### [Required action]
Filter the lines below, keeping each one that holds "Some".

### [Data for review]
————————

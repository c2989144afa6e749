use std::collections::HashSet;

use serde::de::DeserializeOwned;
use serde_json::Value;

use crate::error::ResolveError;

const SCHEMA_PREFIX: &str = "#/components/schemas/";

/// Resolves local `$ref` pointers (`#/a/b/c`) against the raw document tree.
#[derive(Debug, Clone, Copy)]
pub struct RefResolver<'a> {
    root: &'a Value,
}

impl<'a> RefResolver<'a> {
    pub fn new(root: &'a Value) -> Self {
        Self { root }
    }

    /// Walk `pointer` and return the node it names, without following any
    /// `$ref` found there.
    pub fn resolve(&self, pointer: &str) -> Result<&'a Value, ResolveError> {
        let mut current = self.root;
        for segment in parse_pointer(pointer)? {
            let next = match current {
                Value::Object(map) => map.get(&segment),
                Value::Array(items) => segment.parse::<usize>().ok().and_then(|i| items.get(i)),
                _ => None,
            };
            current = next.ok_or_else(|| ResolveError::RefTargetNotFound {
                pointer: pointer.to_string(),
                segment: segment.clone(),
            })?;
        }
        Ok(current)
    }

    /// Resolve `pointer`, following chained `$ref` objects until a concrete
    /// node is reached. Returns the final pointer alongside the node.
    pub fn follow(&self, pointer: &str) -> Result<(String, &'a Value), ResolveError> {
        let mut visited = HashSet::new();
        let mut current = pointer.to_string();
        loop {
            if !visited.insert(current.clone()) {
                return Err(ResolveError::CircularRef(pointer.to_string()));
            }
            let node = self.resolve(&current)?;
            match node.get("$ref").and_then(Value::as_str) {
                Some(next) => current = next.to_string(),
                None => return Ok((current, node)),
            }
        }
    }

    /// Follow `pointer` and deserialize the target.
    pub fn resolve_as<T: DeserializeOwned>(&self, pointer: &str) -> Result<T, ResolveError> {
        let (target, node) = self.follow(pointer)?;
        serde_json::from_value(node.clone()).map_err(|source| ResolveError::Shape {
            pointer: target,
            source,
        })
    }
}

/// Split a local JSON pointer into unescaped segments.
pub fn parse_pointer(pointer: &str) -> Result<Vec<String>, ResolveError> {
    let Some(fragment) = pointer.strip_prefix('#') else {
        if pointer.contains('#') || pointer.contains("://") || pointer.contains('.') {
            return Err(ResolveError::External(pointer.to_string()));
        }
        return Err(ResolveError::InvalidRefFormat(pointer.to_string()));
    };
    if fragment.is_empty() {
        return Ok(Vec::new());
    }
    let path = fragment
        .strip_prefix('/')
        .ok_or_else(|| ResolveError::InvalidRefFormat(pointer.to_string()))?;
    Ok(path.split('/').map(unescape_segment).collect())
}

/// Escape a key for use as a pointer segment (`~` → `~0`, `/` → `~1`).
pub fn escape_segment(segment: &str) -> String {
    segment.replace('~', "~0").replace('/', "~1")
}

/// The unescaped final segment of a pointer, e.g. `Pet` for `#/components/schemas/Pet`.
pub fn ref_name(pointer: &str) -> String {
    let last = pointer.rsplit('/').next().unwrap_or(pointer);
    unescape_segment(last)
}

/// Component schema name when `pointer` is `#/components/schemas/<name>`.
pub fn component_schema_name(pointer: &str) -> Option<String> {
    let rest = pointer.strip_prefix(SCHEMA_PREFIX)?;
    if rest.is_empty() || rest.contains('/') {
        return None;
    }
    Some(unescape_segment(rest))
}

/// Pointer to a named component schema.
pub fn component_schema_ref(name: &str) -> String {
    format!("{SCHEMA_PREFIX}{}", escape_segment(name))
}

fn unescape_segment(segment: &str) -> String {
    percent_decode(segment).replace("~1", "/").replace("~0", "~")
}

fn percent_decode(segment: &str) -> String {
    if !segment.contains('%') {
        return segment.to_string();
    }
    let bytes = segment.as_bytes();
    let mut out = Vec::with_capacity(bytes.len());
    let mut i = 0;
    while i < bytes.len() {
        if bytes[i] == b'%' && i + 2 < bytes.len() {
            let decoded = std::str::from_utf8(&bytes[i + 1..i + 3])
                .ok()
                .and_then(|hex| u8::from_str_radix(hex, 16).ok());
            if let Some(byte) = decoded {
                out.push(byte);
                i += 3;
                continue;
            }
        }
        out.push(bytes[i]);
        i += 1;
    }
    String::from_utf8_lossy(&out).into_owned()
}

#[cfg(test)]
mod tests {
    use super::*;
    use serde_json::json;

    fn document() -> Value {
        json!({
            "paths": {
                "/pets/{id}": { "get": { "operationId": "getPet" } }
            },
            "components": {
                "schemas": {
                    "Pet": { "type": "object" },
                    "Alias": { "$ref": "#/components/schemas/Pet" },
                    "Loop": { "$ref": "#/components/schemas/Loop" },
                    "a~b": { "type": "string" }
                },
                "parameters": {
                    "list": [ { "name": "first" }, { "name": "second" } ]
                }
            }
        })
    }

    #[test]
    fn test_resolve_component() {
        let doc = document();
        let resolver = RefResolver::new(&doc);
        let pet = resolver.resolve("#/components/schemas/Pet").unwrap();
        assert_eq!(pet["type"], "object");
    }

    #[test]
    fn test_resolve_escaped_segments() {
        let doc = document();
        let resolver = RefResolver::new(&doc);
        let op = resolver.resolve("#/paths/~1pets~1%7Bid%7D/get").unwrap();
        assert_eq!(op["operationId"], "getPet");
        let tilde = resolver.resolve("#/components/schemas/a~0b").unwrap();
        assert_eq!(tilde["type"], "string");
    }

    #[test]
    fn test_resolve_array_index() {
        let doc = document();
        let resolver = RefResolver::new(&doc);
        let second = resolver.resolve("#/components/parameters/list/1").unwrap();
        assert_eq!(second["name"], "second");
    }

    #[test]
    fn test_missing_segment_reported() {
        let doc = document();
        let resolver = RefResolver::new(&doc);
        match resolver.resolve("#/components/schemas/Missing") {
            Err(ResolveError::RefTargetNotFound { segment, .. }) => assert_eq!(segment, "Missing"),
            other => panic!("expected RefTargetNotFound, got {other:?}"),
        }
    }

    #[test]
    fn test_follow_chain() {
        let doc = document();
        let resolver = RefResolver::new(&doc);
        let (target, node) = resolver.follow("#/components/schemas/Alias").unwrap();
        assert_eq!(target, "#/components/schemas/Pet");
        assert_eq!(node["type"], "object");
    }

    #[test]
    fn test_follow_cycle() {
        let doc = document();
        let resolver = RefResolver::new(&doc);
        assert!(matches!(
            resolver.follow("#/components/schemas/Loop"),
            Err(ResolveError::CircularRef(_))
        ));
    }

    #[test]
    fn test_external_ref_rejected() {
        assert!(matches!(
            parse_pointer("other.yaml#/components/schemas/Pet"),
            Err(ResolveError::External(_))
        ));
        assert!(matches!(
            parse_pointer("components/schemas/Pet"),
            Err(ResolveError::InvalidRefFormat(_))
        ));
    }

    #[test]
    fn test_names() {
        assert_eq!(ref_name("#/components/schemas/Pet"), "Pet");
        assert_eq!(
            component_schema_name("#/components/schemas/a~1b").as_deref(),
            Some("a/b")
        );
        assert_eq!(component_schema_name("#/components/parameters/Pet"), None);
        assert_eq!(component_schema_ref("a/b"), "#/components/schemas/a~1b");
    }
}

————————

### [Written response]
                Some(next) => current = next.to_string(),
    let Some(fragment) = pointer.strip_prefix('#') else {
    Some(unescape_segment(rest))
            if let Some(byte) = decoded {
            Some("a/b")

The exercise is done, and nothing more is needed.